Assigned task —
Nothing but the lines from the one containing "pub struct SqlVerificationStore" through the final line of the data should be repeated, and each must be exact.

** Given entries follows **

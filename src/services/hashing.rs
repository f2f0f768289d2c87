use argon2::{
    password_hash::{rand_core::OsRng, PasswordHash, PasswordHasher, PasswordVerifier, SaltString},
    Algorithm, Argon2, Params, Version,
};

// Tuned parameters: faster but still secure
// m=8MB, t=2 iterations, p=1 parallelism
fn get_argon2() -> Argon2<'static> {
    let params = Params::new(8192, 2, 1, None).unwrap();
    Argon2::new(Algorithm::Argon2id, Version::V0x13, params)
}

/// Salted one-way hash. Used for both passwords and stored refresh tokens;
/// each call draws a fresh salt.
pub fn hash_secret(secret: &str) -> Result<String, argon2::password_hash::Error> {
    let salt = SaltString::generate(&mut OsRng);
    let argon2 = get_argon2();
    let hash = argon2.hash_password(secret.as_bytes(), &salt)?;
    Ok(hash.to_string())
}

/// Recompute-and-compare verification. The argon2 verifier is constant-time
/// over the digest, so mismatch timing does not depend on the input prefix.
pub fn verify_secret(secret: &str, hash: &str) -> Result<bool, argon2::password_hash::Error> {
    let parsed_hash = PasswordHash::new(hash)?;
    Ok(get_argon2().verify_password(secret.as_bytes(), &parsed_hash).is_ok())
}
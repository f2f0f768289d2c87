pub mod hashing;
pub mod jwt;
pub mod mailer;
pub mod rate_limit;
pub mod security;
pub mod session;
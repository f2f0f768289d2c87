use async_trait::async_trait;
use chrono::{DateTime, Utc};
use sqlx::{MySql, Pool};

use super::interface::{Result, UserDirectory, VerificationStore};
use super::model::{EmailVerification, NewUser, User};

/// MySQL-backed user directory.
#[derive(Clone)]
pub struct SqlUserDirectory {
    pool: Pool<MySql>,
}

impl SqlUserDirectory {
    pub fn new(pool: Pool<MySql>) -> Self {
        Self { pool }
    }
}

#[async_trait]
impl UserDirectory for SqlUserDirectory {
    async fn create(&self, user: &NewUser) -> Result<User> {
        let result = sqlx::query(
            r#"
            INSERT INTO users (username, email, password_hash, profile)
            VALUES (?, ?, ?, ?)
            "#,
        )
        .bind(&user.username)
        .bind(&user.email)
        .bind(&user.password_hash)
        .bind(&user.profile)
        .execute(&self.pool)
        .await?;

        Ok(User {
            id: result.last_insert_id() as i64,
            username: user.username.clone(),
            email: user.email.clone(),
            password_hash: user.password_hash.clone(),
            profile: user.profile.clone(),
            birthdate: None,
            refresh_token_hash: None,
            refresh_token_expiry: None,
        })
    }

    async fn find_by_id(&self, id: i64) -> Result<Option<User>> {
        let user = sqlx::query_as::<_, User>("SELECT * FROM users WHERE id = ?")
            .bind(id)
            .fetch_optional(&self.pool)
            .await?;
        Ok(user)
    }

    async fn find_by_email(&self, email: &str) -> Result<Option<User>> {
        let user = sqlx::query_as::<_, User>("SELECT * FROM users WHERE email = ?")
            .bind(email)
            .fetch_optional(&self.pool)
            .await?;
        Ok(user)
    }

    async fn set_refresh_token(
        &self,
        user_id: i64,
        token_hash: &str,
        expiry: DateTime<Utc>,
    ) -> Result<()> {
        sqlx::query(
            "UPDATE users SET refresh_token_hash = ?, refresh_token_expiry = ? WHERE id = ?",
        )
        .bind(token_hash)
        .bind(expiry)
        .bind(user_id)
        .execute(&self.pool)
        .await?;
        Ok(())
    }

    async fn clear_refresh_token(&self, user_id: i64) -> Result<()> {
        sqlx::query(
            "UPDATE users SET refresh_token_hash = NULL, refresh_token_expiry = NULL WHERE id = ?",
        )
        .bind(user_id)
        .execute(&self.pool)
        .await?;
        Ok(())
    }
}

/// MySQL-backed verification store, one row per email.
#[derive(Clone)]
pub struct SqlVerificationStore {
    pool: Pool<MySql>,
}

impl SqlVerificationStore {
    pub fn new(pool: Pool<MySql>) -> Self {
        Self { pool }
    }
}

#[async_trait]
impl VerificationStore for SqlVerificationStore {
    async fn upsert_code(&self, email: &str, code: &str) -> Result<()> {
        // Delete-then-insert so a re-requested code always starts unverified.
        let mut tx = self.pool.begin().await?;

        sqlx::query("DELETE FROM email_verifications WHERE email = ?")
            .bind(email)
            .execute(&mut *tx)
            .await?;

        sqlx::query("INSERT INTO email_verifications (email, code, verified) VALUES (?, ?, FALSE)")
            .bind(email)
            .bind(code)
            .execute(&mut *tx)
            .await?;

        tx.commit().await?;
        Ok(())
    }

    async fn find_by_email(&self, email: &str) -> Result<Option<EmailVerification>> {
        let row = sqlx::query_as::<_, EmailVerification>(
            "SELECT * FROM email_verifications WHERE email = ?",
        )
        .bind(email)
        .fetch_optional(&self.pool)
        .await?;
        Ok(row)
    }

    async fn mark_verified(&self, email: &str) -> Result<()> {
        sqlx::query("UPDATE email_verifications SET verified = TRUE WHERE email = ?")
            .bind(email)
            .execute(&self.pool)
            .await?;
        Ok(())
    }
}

** End of Given entries **

Completed task —
pub struct SqlVerificationStore {
    pool: Pool<MySql>,
}

impl SqlVerificationStore {
    pub fn new(pool: Pool<MySql>) -> Self {
        Self { pool }
    }
}

#[async_trait]
impl VerificationStore for SqlVerificationStore {
    async fn upsert_code(&self, email: &str, code: &str) -> Result<()> {
        // Delete-then-insert so a re-requested code always starts unverified.
        let mut tx = self.pool.begin().await?;

        sqlx::query("DELETE FROM email_verifications WHERE email = ?")
            .bind(email)
            .execute(&mut *tx)
            .await?;

        sqlx::query("INSERT INTO email_verifications (email, code, verified) VALUES (?, ?, FALSE)")
            .bind(email)
            .bind(code)
            .execute(&mut *tx)
            .await?;

        tx.commit().await?;
        Ok(())
    }

    async fn find_by_email(&self, email: &str) -> Result<Option<EmailVerification>> {
        let row = sqlx::query_as::<_, EmailVerification>(
            "SELECT * FROM email_verifications WHERE email = ?",
        )
        .bind(email)
        .fetch_optional(&self.pool)
        .await?;
        Ok(row)
    }

    async fn mark_verified(&self, email: &str) -> Result<()> {
        sqlx::query("UPDATE email_verifications SET verified = TRUE WHERE email = ?")
            .bind(email)
            .execute(&self.pool)
            .await?;
        Ok(())
    }
}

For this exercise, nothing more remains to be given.